----- Material supplied

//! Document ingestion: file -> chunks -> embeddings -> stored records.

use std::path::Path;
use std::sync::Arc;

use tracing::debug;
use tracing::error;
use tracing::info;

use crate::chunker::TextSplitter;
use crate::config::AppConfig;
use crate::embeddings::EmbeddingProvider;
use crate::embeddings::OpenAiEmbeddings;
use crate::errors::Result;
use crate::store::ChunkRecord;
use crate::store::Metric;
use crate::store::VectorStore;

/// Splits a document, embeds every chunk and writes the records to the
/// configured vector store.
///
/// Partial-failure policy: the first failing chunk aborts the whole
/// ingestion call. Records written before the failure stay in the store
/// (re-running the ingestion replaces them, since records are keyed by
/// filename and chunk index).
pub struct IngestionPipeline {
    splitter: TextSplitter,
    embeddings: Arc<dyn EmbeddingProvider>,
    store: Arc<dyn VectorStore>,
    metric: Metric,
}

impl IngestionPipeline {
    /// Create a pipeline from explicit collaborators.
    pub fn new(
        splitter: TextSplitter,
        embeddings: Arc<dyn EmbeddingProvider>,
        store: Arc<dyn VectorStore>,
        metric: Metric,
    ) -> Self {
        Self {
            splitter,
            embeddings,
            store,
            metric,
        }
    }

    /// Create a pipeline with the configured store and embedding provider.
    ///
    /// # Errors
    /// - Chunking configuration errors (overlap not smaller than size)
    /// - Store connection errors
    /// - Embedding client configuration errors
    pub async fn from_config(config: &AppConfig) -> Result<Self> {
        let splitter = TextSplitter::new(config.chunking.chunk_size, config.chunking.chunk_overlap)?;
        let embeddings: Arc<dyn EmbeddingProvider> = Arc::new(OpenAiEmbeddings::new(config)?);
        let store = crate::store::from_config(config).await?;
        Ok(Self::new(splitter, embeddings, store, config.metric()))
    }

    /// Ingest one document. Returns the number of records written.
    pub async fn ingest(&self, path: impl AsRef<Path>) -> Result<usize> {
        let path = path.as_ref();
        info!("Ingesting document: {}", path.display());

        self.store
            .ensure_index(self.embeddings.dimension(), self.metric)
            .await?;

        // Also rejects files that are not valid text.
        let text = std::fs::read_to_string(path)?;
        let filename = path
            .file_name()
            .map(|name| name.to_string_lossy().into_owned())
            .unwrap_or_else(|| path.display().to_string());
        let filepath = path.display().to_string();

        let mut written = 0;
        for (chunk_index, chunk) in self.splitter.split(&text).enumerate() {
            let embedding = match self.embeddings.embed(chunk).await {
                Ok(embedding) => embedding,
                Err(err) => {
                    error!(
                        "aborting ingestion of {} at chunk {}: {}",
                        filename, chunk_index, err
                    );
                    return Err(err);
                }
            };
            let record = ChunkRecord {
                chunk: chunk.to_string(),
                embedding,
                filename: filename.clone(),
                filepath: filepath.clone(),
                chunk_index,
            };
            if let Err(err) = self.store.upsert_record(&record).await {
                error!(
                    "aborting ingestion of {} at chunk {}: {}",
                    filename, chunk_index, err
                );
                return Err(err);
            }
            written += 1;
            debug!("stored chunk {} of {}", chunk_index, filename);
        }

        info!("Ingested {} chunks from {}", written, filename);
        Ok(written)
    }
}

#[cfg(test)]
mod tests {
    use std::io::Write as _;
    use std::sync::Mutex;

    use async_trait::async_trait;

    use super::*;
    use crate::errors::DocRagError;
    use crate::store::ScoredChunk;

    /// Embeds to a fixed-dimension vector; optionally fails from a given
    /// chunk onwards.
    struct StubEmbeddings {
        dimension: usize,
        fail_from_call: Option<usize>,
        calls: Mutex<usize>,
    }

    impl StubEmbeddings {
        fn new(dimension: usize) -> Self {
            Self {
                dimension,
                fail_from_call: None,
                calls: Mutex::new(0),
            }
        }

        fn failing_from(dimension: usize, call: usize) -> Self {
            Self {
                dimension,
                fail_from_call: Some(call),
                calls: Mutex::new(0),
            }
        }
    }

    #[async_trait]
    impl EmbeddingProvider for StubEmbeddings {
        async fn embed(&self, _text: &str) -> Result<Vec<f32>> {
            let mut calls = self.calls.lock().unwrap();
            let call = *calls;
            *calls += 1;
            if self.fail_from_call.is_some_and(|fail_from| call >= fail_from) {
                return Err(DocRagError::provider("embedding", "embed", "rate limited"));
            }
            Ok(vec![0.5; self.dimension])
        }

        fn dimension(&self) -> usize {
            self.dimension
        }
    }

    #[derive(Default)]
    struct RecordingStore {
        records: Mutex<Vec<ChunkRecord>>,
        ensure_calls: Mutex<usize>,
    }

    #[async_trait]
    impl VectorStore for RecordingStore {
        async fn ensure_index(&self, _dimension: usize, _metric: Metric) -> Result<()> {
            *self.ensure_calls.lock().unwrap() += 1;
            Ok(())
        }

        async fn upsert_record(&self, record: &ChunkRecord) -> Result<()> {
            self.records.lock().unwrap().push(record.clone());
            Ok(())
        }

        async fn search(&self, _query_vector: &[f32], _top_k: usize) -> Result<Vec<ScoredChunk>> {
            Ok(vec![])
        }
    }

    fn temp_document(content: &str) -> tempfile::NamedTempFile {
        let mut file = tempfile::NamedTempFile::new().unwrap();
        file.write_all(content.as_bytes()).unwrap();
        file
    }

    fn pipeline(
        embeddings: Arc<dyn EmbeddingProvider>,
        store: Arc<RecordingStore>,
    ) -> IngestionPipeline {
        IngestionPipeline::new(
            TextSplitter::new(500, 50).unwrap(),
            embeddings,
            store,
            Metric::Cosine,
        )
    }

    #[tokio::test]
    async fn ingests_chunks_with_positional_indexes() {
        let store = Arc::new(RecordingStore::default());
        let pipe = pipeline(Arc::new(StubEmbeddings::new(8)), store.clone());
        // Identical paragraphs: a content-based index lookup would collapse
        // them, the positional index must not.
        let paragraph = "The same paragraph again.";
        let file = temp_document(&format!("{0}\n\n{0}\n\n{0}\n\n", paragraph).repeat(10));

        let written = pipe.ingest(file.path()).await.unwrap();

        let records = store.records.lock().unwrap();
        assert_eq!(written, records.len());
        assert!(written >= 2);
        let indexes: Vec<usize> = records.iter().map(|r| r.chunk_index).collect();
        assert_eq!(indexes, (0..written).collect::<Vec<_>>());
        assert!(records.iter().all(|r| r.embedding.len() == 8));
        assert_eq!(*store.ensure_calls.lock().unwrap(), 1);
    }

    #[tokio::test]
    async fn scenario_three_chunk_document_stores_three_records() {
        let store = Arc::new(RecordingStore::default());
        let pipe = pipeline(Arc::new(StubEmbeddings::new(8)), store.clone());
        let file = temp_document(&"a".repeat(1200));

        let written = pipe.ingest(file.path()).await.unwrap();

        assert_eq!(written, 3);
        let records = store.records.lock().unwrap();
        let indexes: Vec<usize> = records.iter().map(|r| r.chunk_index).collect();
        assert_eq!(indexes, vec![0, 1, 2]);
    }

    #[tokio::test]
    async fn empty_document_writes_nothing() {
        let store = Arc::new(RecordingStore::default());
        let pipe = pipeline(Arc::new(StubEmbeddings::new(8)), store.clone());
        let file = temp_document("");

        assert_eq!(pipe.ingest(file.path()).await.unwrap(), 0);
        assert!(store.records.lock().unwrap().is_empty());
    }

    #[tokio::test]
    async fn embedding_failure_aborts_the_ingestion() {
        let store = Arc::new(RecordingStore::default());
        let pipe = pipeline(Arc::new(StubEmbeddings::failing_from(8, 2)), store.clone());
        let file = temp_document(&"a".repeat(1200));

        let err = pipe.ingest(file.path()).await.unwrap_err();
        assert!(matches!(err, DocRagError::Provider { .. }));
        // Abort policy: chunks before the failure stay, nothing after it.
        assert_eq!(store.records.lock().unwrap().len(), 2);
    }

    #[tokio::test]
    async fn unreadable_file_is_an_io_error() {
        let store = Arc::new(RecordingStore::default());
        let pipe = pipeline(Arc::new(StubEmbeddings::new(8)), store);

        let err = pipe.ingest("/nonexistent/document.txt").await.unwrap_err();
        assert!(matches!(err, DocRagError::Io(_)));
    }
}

----------

_The task:_ State how many lines of the records contain the string "EmbeddingProvider". The number is the whole answer.

_Output of the task:_ 6